Estelle a traversé tout un test pour son humilité car il avait entamé son parcours universitaire avec les prestigieux Longhorns de l’Université du Texas. Il a cependant gaffé dans son comportement à quelques reprises si bien qu’il a été expulsé de l’équipe.

« J’étais jeune et mes parents ne s’y connaissaient pas en football. Je n’ai pas eu cet encadrement dont j’aurais eu besoin. Ce n’est pas une excuse, mais je suis arrivé jeune à l’université sans trop savoir comment me comporter. J’ai commis quelques erreurs et j’ai fini par être libéré de l’organisation. Je me suis donc retrouvé dans un programme de deuxième division. On peut dire que j’ai appris ma leçon quand j’étais jeune. Ça m’a ouvert les yeux surtout que la nouvelle a fait le tour sans tarder. C’est à partir de là que j’ai appris à faire les choses de la bonne manière », a commenté Estelle sans démontrer d’impatience.

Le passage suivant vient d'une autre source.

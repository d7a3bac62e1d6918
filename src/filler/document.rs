//! An owned SVG document tree, with parsing from markup and serialization back to it.
//!
//! Parsing is done with `quick-xml`'s pull reader; every call builds a fresh tree that
//! belongs to the caller. Serialization writes the root element only, in the form a
//! browser's `XMLSerializer` produces: childless elements self-close as `<name/>`,
//! attribute values are always double-quoted.

use super::constants::MAX_DEPTH;
use crate::errors::{FillError, Result};
use log::debug;
use quick_xml::events::{BytesStart, Event};
use quick_xml::Reader;
use std::fmt::Write;

/// A node inside an element.
#[derive(Debug, Clone, PartialEq)]
pub enum Node {
    Element(Element),
    /// Character data, stored unescaped.
    Text(String),
    CData(String),
    Comment(String),
    /// Raw processing instruction content, target included (`xml-stylesheet href="a.css"`).
    ProcessingInstruction(String),
}

/// An element with its attributes in document order.
#[derive(Debug, Clone, Default, PartialEq)]
pub struct Element {
    /// Qualified tag name as written, prefix included.
    pub name: String,
    /// `(qualified name, unescaped value)` pairs.
    pub attributes: Vec<(String, String)>,
    pub children: Vec<Node>,
}

impl Element {
    pub fn new(name: impl Into<String>) -> Self {
        Self {
            name: name.into(),
            ..Default::default()
        }
    }

    /// Builder-style attribute setter.
    pub fn with_attr(mut self, name: &str, value: impl Into<String>) -> Self {
        self.set_attr(name, value);
        self
    }

    /// Builder-style child appender.
    pub fn with_child(mut self, child: Element) -> Self {
        self.children.push(Node::Element(child));
        self
    }

    pub fn attr(&self, name: &str) -> Option<&str> {
        self.attributes
            .iter()
            .find(|(key, _)| key == name)
            .map(|(_, value)| value.as_str())
    }

    /// Updates an attribute in place, or appends it if absent.
    pub fn set_attr(&mut self, name: &str, value: impl Into<String>) {
        let value = value.into();
        match self.attributes.iter_mut().find(|(key, _)| key == name) {
            Some((_, slot)) => *slot = value,
            None => self.attributes.push((name.to_string(), value)),
        }
    }

    pub fn id(&self) -> Option<&str> {
        self.attr("id")
    }

    pub fn child_elements(&self) -> impl Iterator<Item = &Element> {
        self.children.iter().filter_map(|node| match node {
            Node::Element(el) => Some(el),
            _ => None,
        })
    }

    /// Index into `children` of the first direct child element named `name`.
    pub fn position_of_child(&self, name: &str) -> Option<usize> {
        self.children
            .iter()
            .position(|node| matches!(node, Node::Element(el) if el.name == name))
    }

    /// Finds the first descendant (not `self`) with the given `id`, in document order.
    pub fn find_descendant_by_id(&self, id: &str) -> Option<&Element> {
        for child in self.child_elements() {
            if child.id() == Some(id) {
                return Some(child);
            }
            if let Some(found) = child.find_descendant_by_id(id) {
                return Some(found);
            }
        }
        None
    }

    /// Mutable variant of [`Element::find_descendant_by_id`].
    pub fn find_descendant_by_id_mut(&mut self, id: &str) -> Option<&mut Element> {
        for node in self.children.iter_mut() {
            if let Node::Element(child) = node {
                if child.id() == Some(id) {
                    return Some(child);
                }
                if let Some(found) = child.find_descendant_by_id_mut(id) {
                    return Some(found);
                }
            }
        }
        None
    }

    /// Removes every descendant with the given `id`, returning how many were removed.
    pub fn remove_descendants_by_id(&mut self, id: &str) -> usize {
        self.remove_descendants_where(|el| el.id() == Some(id))
    }

    /// Removes every descendant matching `predicate`, returning how many were removed.
    pub fn remove_descendants_where<P>(&mut self, predicate: P) -> usize
    where
        P: Fn(&Element) -> bool,
    {
        let mut seen = 0;
        self.retain_descendants(&mut |el| {
            if predicate(el) {
                seen += 1;
                false
            } else {
                true
            }
        });
        seen
    }

    /// Gives every descendant carrying `id` the id `replacement` instead.
    /// Returns how many were renamed.
    pub fn rename_descendant_ids(&mut self, id: &str, replacement: &str) -> usize {
        let mut renamed = 0;
        for node in self.children.iter_mut() {
            if let Node::Element(child) = node {
                if child.id() == Some(id) {
                    child.set_attr("id", replacement);
                    renamed += 1;
                }
                renamed += child.rename_descendant_ids(id, replacement);
            }
        }
        renamed
    }

    /// Keeps the first descendant with the given `id` and removes the rest.
    /// Returns how many were removed.
    pub fn dedupe_descendants_by_id(&mut self, id: &str) -> usize {
        let mut kept = false;
        let mut removed = 0;
        self.retain_descendants(&mut |el| {
            if el.id() != Some(id) {
                return true;
            }
            if kept {
                removed += 1;
                false
            } else {
                kept = true;
                true
            }
        });
        removed
    }

    /// Pre-order walk that drops every descendant element for which `keep` returns false.
    /// The subtree of a dropped element is not visited.
    fn retain_descendants<F>(&mut self, keep: &mut F)
    where
        F: FnMut(&Element) -> bool,
    {
        let children = std::mem::take(&mut self.children);
        self.children = children
            .into_iter()
            .filter_map(|node| match node {
                Node::Element(el) if !keep(&el) => None,
                Node::Element(mut el) => {
                    el.retain_descendants(&mut *keep);
                    Some(Node::Element(el))
                }
                other => Some(other),
            })
            .collect();
    }
}

// --- Parsing ---

/// Logs why the markup was rejected and returns the single public error kind.
fn invalid(reason: impl std::fmt::Display) -> FillError {
    debug!("Rejecting SVG input: {}", reason);
    FillError::InvalidInput
}

fn decode_utf8(bytes: &[u8]) -> Result<&str> {
    std::str::from_utf8(bytes).map_err(invalid)
}

/// Builds an element (without children) from a start or empty tag.
fn element_from_start(start: &BytesStart<'_>) -> Result<Element> {
    let mut element = Element::new(decode_utf8(start.name().as_ref())?);
    for attr in start.attributes() {
        let attr = attr.map_err(invalid)?;
        let key = decode_utf8(attr.key.as_ref())?;
        let value = attr.unescape_value().map_err(invalid)?;
        element.attributes.push((key.to_string(), value.into_owned()));
    }
    Ok(element)
}

/// Rejects an element that would sit `depth` levels deep (the root is level 1).
fn check_depth(depth: usize) -> Result<()> {
    if depth > MAX_DEPTH {
        return Err(invalid(format!("nesting deeper than {} elements", MAX_DEPTH)));
    }
    Ok(())
}

/// Appends a finished node to the open parent, or installs it as the document root.
fn attach(stack: &mut [Element], root: &mut Option<Element>, node: Node) -> Result<()> {
    if let Some(parent) = stack.last_mut() {
        parent.children.push(node);
        return Ok(());
    }
    match node {
        Node::Element(el) if root.is_none() => {
            *root = Some(el);
            Ok(())
        }
        Node::Element(el) => Err(invalid(format!("second root element <{}>", el.name))),
        _ => Ok(()), // Comments and PIs outside the root are not part of the output.
    }
}

/// Parses markup into its root element.
///
/// Fails with [`FillError::InvalidInput`] when the markup is empty or not well-formed:
/// mismatched or unclosed tags, undefined entities, duplicate attributes, text outside
/// the root, or more than one root element. Nesting deeper than [`MAX_DEPTH`] elements is
/// rejected too, which keeps every recursive walk over the tree within a bounded stack.
/// The root's name is not checked here.
pub fn parse(markup: &str) -> Result<Element> {
    let mut reader = Reader::from_str(markup);
    let mut stack: Vec<Element> = Vec::new();
    let mut root: Option<Element> = None;

    loop {
        let event = reader
            .read_event()
            .map_err(|e| invalid(format!("{} at byte {}", e, reader.error_position())))?;
        match event {
            Event::Start(start) => {
                if stack.is_empty() && root.is_some() {
                    return Err(invalid("content after the root element"));
                }
                check_depth(stack.len() + 1)?;
                stack.push(element_from_start(&start)?);
            }
            Event::Empty(start) => {
                check_depth(stack.len() + 1)?;
                let element = element_from_start(&start)?;
                attach(&mut stack, &mut root, Node::Element(element))?;
            }
            Event::End(_) => {
                let element = stack
                    .pop()
                    .ok_or_else(|| invalid("closing tag without an open element"))?;
                attach(&mut stack, &mut root, Node::Element(element))?;
            }
            Event::Text(text) => {
                let text = text.unescape().map_err(invalid)?;
                if stack.is_empty() {
                    if !text.trim().is_empty() {
                        return Err(invalid("text outside the root element"));
                    }
                } else {
                    attach(&mut stack, &mut root, Node::Text(text.into_owned()))?;
                }
            }
            Event::CData(cdata) => {
                if stack.is_empty() {
                    return Err(invalid("CDATA outside the root element"));
                }
                let content = decode_utf8(&cdata)?.to_string();
                attach(&mut stack, &mut root, Node::CData(content))?;
            }
            Event::Comment(comment) => {
                let content = decode_utf8(&comment)?.to_string();
                attach(&mut stack, &mut root, Node::Comment(content))?;
            }
            Event::PI(pi) => {
                let content = decode_utf8(&pi)?.to_string();
                attach(&mut stack, &mut root, Node::ProcessingInstruction(content))?;
            }
            Event::Decl(_) | Event::DocType(_) => {
                if !stack.is_empty() || root.is_some() {
                    return Err(invalid("declaration after the document start"));
                }
            }
            Event::Eof => break,
        }
    }

    if let Some(open) = stack.last() {
        return Err(invalid(format!("unclosed element <{}>", open.name)));
    }
    root.ok_or_else(|| invalid("no root element"))
}

// --- Serialization ---

/// Escapes an attribute value for a double-quoted attribute.
pub fn escape_attr(value: &str) -> String {
    let mut out = String::with_capacity(value.len());
    for c in value.chars() {
        match c {
            '&' => out.push_str("&amp;"),
            '"' => out.push_str("&quot;"),
            '<' => out.push_str("&lt;"),
            '>' => out.push_str("&gt;"),
            '\t' => out.push_str("&#9;"),
            '\n' => out.push_str("&#10;"),
            '\r' => out.push_str("&#13;"),
            _ => out.push(c),
        }
    }
    out
}

/// Escapes special XML characters (`&`, `<`, `>`) for use in text content.
pub fn escape_text(text: &str) -> String {
    text.replace('&', "&amp;")
        .replace('<', "&lt;")
        .replace('>', "&gt;")
}

fn write_element(out: &mut String, element: &Element) -> Result<()> {
    write!(out, "<{}", element.name)?;
    for (name, value) in &element.attributes {
        write!(out, r#" {}="{}""#, name, escape_attr(value))?;
    }
    if element.children.is_empty() {
        out.push_str("/>");
        return Ok(());
    }
    out.push('>');
    for child in &element.children {
        match child {
            Node::Element(el) => write_element(out, el)?,
            Node::Text(text) => out.push_str(&escape_text(text)),
            Node::CData(content) => write!(out, "<![CDATA[{}]]>", content)?,
            Node::Comment(content) => write!(out, "<!--{}-->", content)?,
            Node::ProcessingInstruction(content) => write!(out, "<?{}?>", content)?,
        }
    }
    write!(out, "</{}>", element.name)?;
    Ok(())
}

/// Serializes an element and its subtree to markup.
pub fn serialize(root: &Element) -> Result<String> {
    let mut out = String::new();
    write_element(&mut out, root)?;
    Ok(out)
}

L’ajout d’Estelle du côté droit surprendra quelques partisans des Alouettes, mais il faudra surveiller le rendement de Schleuger à gauche. À six pieds quatre pouces et 305 livres, il semble correspondre davantage à un bloqueur à droite, mais c’est plutôt l’inverse.

« Depuis que Chris s’est présenté au camp, j’ai toujours trouvé que c’était un bloqueur à gauche très dominant et qu’il avait des choses à travailler sur le poste de bloqueur à droite. Il a continué de le faire pendant les premières semaines de la saison. Mais l’endroit où il est le plus confortable, c’est comme bloqueur à gauche. C’est sa position naturelle, c’est là qu’on sent qu’il est fort avec sa base et ses mains.  Pendant le dernier match, on a vu qu’il peut aussi exceller à droite », a expliqué Brodeur-Jourdain. 

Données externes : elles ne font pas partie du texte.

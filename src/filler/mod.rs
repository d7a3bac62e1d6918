//! Overlays a liquid-level style fill on arbitrary SVG artwork.
//!
//! This module provides the entry points [`render`] and [`render_or_comment`] and splits
//! the work into submodules:
//!
//! *   `sanitize` cleans pasted text (quotes, backslash escapes, whitespace).
//! *   `document` parses the markup into an owned tree and serializes it back.
//! *   `geometry` resolves the viewport and computes the fill rectangle.
//! *   `inject` upserts the `tankFillGrad` gradient and the `__tankFillPath` path.
//!
//! Every call parses a fresh tree from the input text; nothing is retained between calls.

pub mod constants;
pub mod document;
pub mod geometry;
pub mod inject;
pub mod params;
pub mod sanitize;

pub use params::{clamp_percent, coerce_number, FillParams, PartialFillParams};
pub use sanitize::{clean_svg_string, is_blank};

use crate::errors::Result;
use constants::PLACEHOLDER_SVG;
use log::{debug, warn};

/// Injects the fill into already-sanitized markup.
///
/// # Arguments
/// * `sanitized` - Markup as produced by [`clean_svg_string`].
/// * `params` - Fill color, level and margins.
///
/// # Returns
/// The serialized document, or [`crate::FillError::InvalidInput`] when the markup does not
/// parse into a document rooted at `<svg>`.
pub fn process_svg_to_path_filler(sanitized: &str, params: &FillParams) -> Result<String> {
    let root = document::parse(sanitized)?;
    let root = inject::inject_fill(root, params)?;
    let output = document::serialize(&root)?;
    debug!(
        "Injected fill at {}% into {} bytes of SVG",
        params.clamped_percent(),
        sanitized.len()
    );
    Ok(output)
}

/// Cleans raw input and injects the fill: `render(input, params) -> Result<String>`.
pub fn render(raw: &str, params: &FillParams) -> Result<String> {
    let cleaned = clean_svg_string(raw);
    process_svg_to_path_filler(&cleaned, params)
}

/// The user-facing variant of [`render`]: never fails.
///
/// Blank input renders as an empty string; any error is reported as an XML comment
/// (`<!-- Error: Invalid SVG input -->`) in place of the document.
pub fn render_or_comment(raw: &str, params: &FillParams) -> String {
    if is_blank(raw) {
        return String::new();
    }
    match render(raw, params) {
        Ok(svg) => svg,
        Err(e) => {
            warn!("SVG fill failed: {}", e);
            error_comment(&e)
        }
    }
}

/// Wraps an error message in an XML comment. `--` is not allowed inside comments.
pub fn error_comment(err: &dyn std::fmt::Display) -> String {
    format!("<!-- Error: {} -->", err.to_string().replace("--", "- -"))
}

/// The markup to preview: the processed output, or the placeholder artwork when empty.
pub fn preview_or_placeholder(processed: &str) -> &str {
    if processed.is_empty() {
        PLACEHOLDER_SVG
    } else {
        processed
    }
}

#[cfg(test)]
mod tests {
    use super::*;
    use crate::FillError;

    const TANK: &str = r##"<svg viewBox="0 0 100 100" xmlns="http://www.w3.org/2000/svg">
  <rect x="5" y="5" width="90" height="90" stroke="#0f172a" fill="none"/>
</svg>"##;

    #[test]
    fn test_render_is_idempotent() {
        let params = FillParams::new("#0ea5e9", 65.0).with_offsets(5.0, 5.0, 5.0, 5.0);
        let once = render(TANK, &params).expect("valid SVG");
        let twice = render(&once, &params).expect("output stays valid");
        assert_eq!(once, twice);
        assert_eq!(twice.matches(r#"id="tankFillGrad""#).count(), 1);
        assert_eq!(twice.matches(r#"id="__tankFillPath""#).count(), 1);
    }

    #[test]
    fn test_rerun_with_new_params_updates_in_place() {
        let first = render(TANK, &FillParams::new("red", 20.0)).expect("valid SVG");
        let second = render(&first, &FillParams::new("blue", 80.0)).expect("valid SVG");
        assert!(!second.contains("red"));
        assert!(second.contains(r#"<stop offset="80%" stop-color="blue"/>"#));
        assert_eq!(second.matches("<linearGradient").count(), 1);
        assert_eq!(second.matches("<path").count(), 1);
    }

    #[test]
    fn test_render_margins_example() {
        let params = FillParams::new("#000000", 50.0).with_offsets(10.0, 10.0, 0.0, 0.0);
        let out = render(r#"<svg viewBox="0 0 100 100"></svg>"#, &params).expect("valid SVG");
        assert!(out.contains(r#"d="M10 50H90V100H10Z""#));
    }

    #[test]
    fn test_render_escaped_paste() {
        let raw = r#""<svg viewBox=\"0 0 10 10\">\n  <circle r=\"4\"/>\n</svg>""#;
        let out = render(raw, &FillParams::new("#00ff00", 100.0)).expect("valid SVG");
        assert!(out.starts_with(
            r#"<svg viewBox="0 0 10 10" xmlns="http://www.w3.org/2000/svg"><defs>"#
        ));
        assert!(out.contains(r#"d="M0 0H10V10H0Z""#));
        // The collapsed line breaks leave a single space before the circle.
        assert!(out.ends_with(r#"fill="url(#tankFillGrad)"/> <circle r="4"/></svg>"#));
    }

    #[test]
    fn test_render_without_view_box() {
        let out = render(r#"<svg width="100" height="50"><g/></svg>"#, &FillParams::default())
            .expect("valid SVG");
        assert!(out.contains(r#"viewBox="0 0 100 50""#));
    }

    #[test]
    fn test_render_rejects_non_svg() {
        for raw in ["<div></div>", "hello", "<svg", "\"\""] {
            assert!(
                matches!(render(raw, &FillParams::default()), Err(FillError::InvalidInput)),
                "expected rejection of {:?}",
                raw
            );
        }
    }

    #[test]
    fn test_render_or_comment() {
        let params = FillParams::default();
        assert_eq!(render_or_comment("  \n ", &params), "");
        assert_eq!(render_or_comment("\u{feff}", &params), "");
        assert_eq!(render_or_comment("\u{feff} \u{feff}\n", &params), "");
        assert_eq!(
            render_or_comment("<div></div>", &params),
            "<!-- Error: Invalid SVG input -->"
        );
        assert!(render_or_comment("<svg/>", &params).starts_with("<svg"));
    }

    #[test]
    fn test_deeply_nested_input_becomes_an_error_comment() {
        let depth = constants::MAX_DEPTH * 4;
        let raw = format!("<svg>{}{}</svg>", "<g>".repeat(depth), "</g>".repeat(depth));
        assert!(matches!(
            render(&raw, &FillParams::default()),
            Err(FillError::InvalidInput)
        ));
        assert_eq!(
            render_or_comment(&raw, &FillParams::default()),
            "<!-- Error: Invalid SVG input -->"
        );
    }

    #[test]
    fn test_error_comment_never_closes_early() {
        assert_eq!(error_comment(&"a -- b"), "<!-- Error: a - - b -->");
    }

    #[test]
    fn test_preview_falls_back_to_placeholder() {
        assert_eq!(preview_or_placeholder(""), PLACEHOLDER_SVG);
        assert_eq!(preview_or_placeholder("<svg/>"), "<svg/>");
        // The placeholder itself is valid input.
        assert!(render(PLACEHOLDER_SVG, &FillParams::default()).is_ok());
    }
}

Après avoir entamé la saison régulière sur l’unité partante, Schleuger a dû prendre son mal en patience alors que les entraîneurs devaient jongler avec le ratio de joueurs canadiens et américains. De plus en plus, on sent que les entraîneurs ne veulent pas se passer de lui.

« Chris a été comme une perle cachée depuis le début de la saison. Le ratio a joué pour beaucoup dans l’équation. C’est assurément un joueur qui sera dominant à long terme », a jugé LBJ.

Si la ligne offensive des Oiseaux a essuyé son lot de critiques dans les dernières années, elle démontre des signes très encourageants présentement. Estelle voudrait devenir le sixième homme de confiance de cette unité derrière Washington, Trey Rutherford, Kristian Matte, Sean Jamieson et Schleuger.  C’est à lui de prouver qu’il peut déloger Wilson et Rice.